THE residential property market will continue to strengthen despite recent volatility in the economy, according to the Australian Property Institute.
The API’s 25th Australian Property Directions Survey shows that 66% of respondents see a beneficial impact for residential property in the next 12 months, from the continued movement in prices and volatility on the stock market.
The respondents which include valuers, fund managers, property analysts and property financiers believe that recent movement in prices and volatility on the stock market has not dampened sentiment for resident property.
“This confidence in residential property is a resounding indication of the strength of the residential market in Australia at the moment, despite recent economic upheavals,” API NSW president Robert Hecek.
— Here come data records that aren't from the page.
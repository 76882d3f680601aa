use crate::config::Config;
use crate::framebuffer::{Framebuffer, PixelBuffer};
use crate::game::{Command, FixedStep, Game, GameState};
use crate::player::InputState;
use std::io::Write;

/// ticks simulated without a window
const HEADLESS_TICKS: u32 = 120;
const ASCII_COLS: u32 = 100;
const ASCII_ROWS: u32 = 31;
const RAMP: &[u8] = b" .:-=+*#%@";

/// Sample the buffer on a `cols` x `rows` grid and map brightness onto `RAMP`.
pub(crate) fn ascii(fb: &PixelBuffer, cols: u32, rows: u32) -> String {
    let (width, height) = fb.size();
    let mut out = String::with_capacity(((cols + 1) * rows) as usize);

    for row in 0..rows {
        for col in 0..cols {
            let x = ((col as f32 + 0.5) * width as f32 / cols as f32) as u32;
            let y = ((row as f32 + 0.5) * height as f32 / rows as f32) as u32;
            let luma = fb.pixel(x, y).map_or(0., |color| color.luma());
            let idx = (luma * (RAMP.len() - 1) as f32).round() as usize;
            out.push(RAMP[idx.min(RAMP.len() - 1)] as char);
        }
        out.push('\n');
    }

    out
}

/// Walk forward for a fixed number of ticks and print the last frame.
pub(crate) fn run(config: &Config, mut game: Game) -> anyhow::Result<()> {
    log::info!("no window available, running {HEADLESS_TICKS} ticks headless");
    let mut fb = PixelBuffer::new(config.width, config.height);
    let input = InputState {
        forward: true,
        ..Default::default()
    };

    // frames arrive exactly one tick apart on the simulated clock
    let mut clock = FixedStep::new(config.tick_rate, config.max_substeps);
    while game.game_state != GameState::Exit {
        for _ in 0..clock.advance(clock.step()) {
            game.tick(input, &mut fb)?;
        }
        if game.ticks >= u64::from(HEADLESS_TICKS) {
            game.command(Command::Quit);
        }
    }

    log::info!(
        "finished at ({:.1}, {:.1}) facing {:.3}",
        game.player.pos.x,
        game.player.pos.y,
        game.player.direction
    );

    let mut stdout = std::io::stdout().lock();
    stdout.write_all(ascii(&fb, ASCII_COLS, ASCII_ROWS).as_bytes())?;
    stdout.flush()?;

    Ok(())
}

#[cfg(test)]
mod tests {
    use super::*;
    use crate::framebuffer::Color;
    use crate::map::tests::level;

    #[test]
    fn ascii_maps_brightness() {
        let mut fb = PixelBuffer::new(40, 20);
        fb.clear(Color::WHITE).unwrap();
        fb.fill_rect(0., 10., 40., 10., Color::BLACK).unwrap();

        let art = ascii(&fb, 4, 2);
        assert_eq!(art, "@@@@\n    \n");
    }

    #[test]
    fn headless_frame_has_walls_and_floor() {
        let config = Config::default();
        let mut game = Game::new(&config, level());
        let mut fb = PixelBuffer::new(config.width, config.height);
        game.tick(InputState::default(), &mut fb).unwrap();

        let art = ascii(&fb, ASCII_COLS, ASCII_ROWS);
        assert_eq!(art.lines().count(), ASCII_ROWS as usize);
        assert!(art.lines().all(|line| line.len() == ASCII_COLS as usize));

        // the centre column looks down the open corridor and has floor under its wall
        assert_eq!(fb.pixel(400, 499), Some(Color::GREEN));
        assert_ne!(fb.pixel(400, 250), Some(Color::GREEN));

        // column 700 hits the near face of the (2, 2) pillar, so its wall fills the column
        let pillar = fb.pixel(700, 250).unwrap();
        assert_ne!(pillar, Color::GREEN);
        assert_ne!(pillar, Color::BLACK);
        assert!((0..500).all(|y| fb.pixel(700, y) == Some(pillar)));
    }
}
Meanwhile respondents were most confident in the Melbourne residential market, which they said has entered into an upswing cycle in 2010 and will stay that way over the next two years. They believed Sydney is lagging behind and will rebound in the next 12 to 24 months, whilst Brisbane will be third in the race.
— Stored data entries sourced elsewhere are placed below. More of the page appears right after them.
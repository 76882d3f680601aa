use crate::config::Config;
use crate::framebuffer::{Color, DrawCommand};
use crate::map::Map;
use crate::player::Player;
use std::iter;

/// top-down overlay of the grid, drawn from the top-left corner of the viewport
#[derive(Clone, Copy, PartialEq, Debug)]
pub(crate) struct Minimap {
    /// world units per minimap pixel
    pub scale: f32,
    pub wall_color: Color,
    pub player_color: Color,
}

impl Minimap {
    pub fn new(config: &Config) -> Self {
        Self {
            scale: config.minimap_scale,
            wall_color: config.minimap_wall_color,
            player_color: config.minimap_player_color,
        }
    }

    /// one square per wall tile followed by the player's disc
    pub fn commands<'a>(
        &'a self,
        map: &'a Map,
        player: &'a Player,
    ) -> impl Iterator<Item = DrawCommand> + 'a {
        let size = map.tile_size / self.scale;
        let walls = map.walls().map(move |(col, row)| {
            let corner = map.cell_origin(col, row) / self.scale;
            DrawCommand::Rect {
                x: corner.x,
                y: corner.y,
                w: size,
                h: size,
                color: self.wall_color,
            }
        });

        walls.chain(iter::once(DrawCommand::Circle {
            x: player.pos.x / self.scale,
            y: player.pos.y / self.scale,
            r: player.radius / self.scale,
            color: self.player_color,
        }))
    }
}

#[cfg(test)]
mod tests {
    use super::*;
    use crate::map::tests::level;
    use glam::Vec2;

    #[test]
    fn walls_then_player() {
        let config = Config::default();
        let map = level();
        let player = Player::new(&config, Vec2::new(150., 150.), 0.);
        let minimap = Minimap::new(&config);
        let commands = minimap.commands(&map, &player).collect::<Vec<_>>();

        assert_eq!(commands.len(), map.walls().count() + 1);
        assert_eq!(
            commands[0],
            DrawCommand::Rect {
                x: 0.,
                y: 0.,
                w: 10.,
                h: 10.,
                color: Color::WHITE
            }
        );
        assert!(commands.contains(&DrawCommand::Rect {
            x: 20.,
            y: 30.,
            w: 10.,
            h: 10.,
            color: Color::WHITE
        }));
        assert_eq!(
            commands.last(),
            Some(&DrawCommand::Circle {
                x: 18.75,
                y: 18.75,
                r: 1.25,
                color: Color::RED
            })
        );
    }

    #[test]
    fn open_tiles_are_not_drawn() {
        let config = Config::default();
        let map = level();
        let player = Player::new(&config, Vec2::new(150., 150.), 0.);
        let minimap = Minimap::new(&config);
        let open_corner = DrawCommand::Rect {
            x: 10.,
            y: 10.,
            w: 10.,
            h: 10.,
            color: Color::WHITE,
        };
        assert!(!minimap.commands(&map, &player).any(|c| c == open_corner));
    }
}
A majority of respondents, 79%, also believed interest rates will be higher in the next 12 months, with a similar outlook for the next three years.
Despite this, they still forecast residential property continuing on an upswing.
Hacek said the resilience of the residential property market is due to various factors.
“The Government’s stimulus package, combined with historical low interest rates and strong demand for housing has helped the residential sector remain durable. Good employment figures and a low unemployment rate have also assisted demand in the residential market,” he concluded.